* _WHAT THE TASK REQUIRES_
From the records below, give the number of lines that contain the string "data", without any other text.

—————

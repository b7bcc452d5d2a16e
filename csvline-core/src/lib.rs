/*!
`csvline-core` provides the field parser state machine and the quoting rules
used by the [`csvline`](https://docs.rs/csvline) crate.

The parser is push based: the caller feeds it one byte at a time (or a slice
of bytes at a time) and it reports when a field, or a field that ends a row,
has been completed. It never performs I/O and it never allocates on its own;
field data is appended to a caller owned `Vec<u8>`.

# Example: counting fields

```
use csvline_core::{ReadFieldResult, Reader};

let data = b"foo,bar\r\n\r\n\"quux, baz\",fizz\r\n";
let mut rdr = Reader::new();
let mut field = Vec::new();
let mut input = &data[..];
let (mut fields, mut rows) = (0, 0);
loop {
    let (res, nin) = rdr.read_field(input, &mut field).unwrap();
    input = &input[nin..];
    match res {
        ReadFieldResult::InputEmpty => {}
        ReadFieldResult::Field { record_end } => {
            fields += 1;
            if record_end {
                rows += 1;
            }
            field.clear();
        }
        ReadFieldResult::End => break,
    }
}
assert_eq!(4, fields);
assert_eq!(2, rows);
```

# Strict and lenient parsing

By default the parser follows RFC 4180 closely and reports a [`ParseError`]
for a stray quote in an unquoted field, for a quote that closes a quoted
field but is followed by something other than a delimiter or line
terminator, and for a quoted field that is still open at the end of input.
In lenient mode each of those is recovered from by keeping the offending
characters literally.
*/

#![deny(missing_docs)]
#![cfg_attr(not(feature = "std"), no_std)]

extern crate alloc;

pub use crate::reader::{
    ParseError, ParseErrorKind, ReadFieldResult, Reader, ReaderBuilder,
};
pub use crate::writer::{Writer, WriterBuilder, TERMINATOR};

mod reader;
mod writer;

—————

* _EXERCISE SOLUTION_
3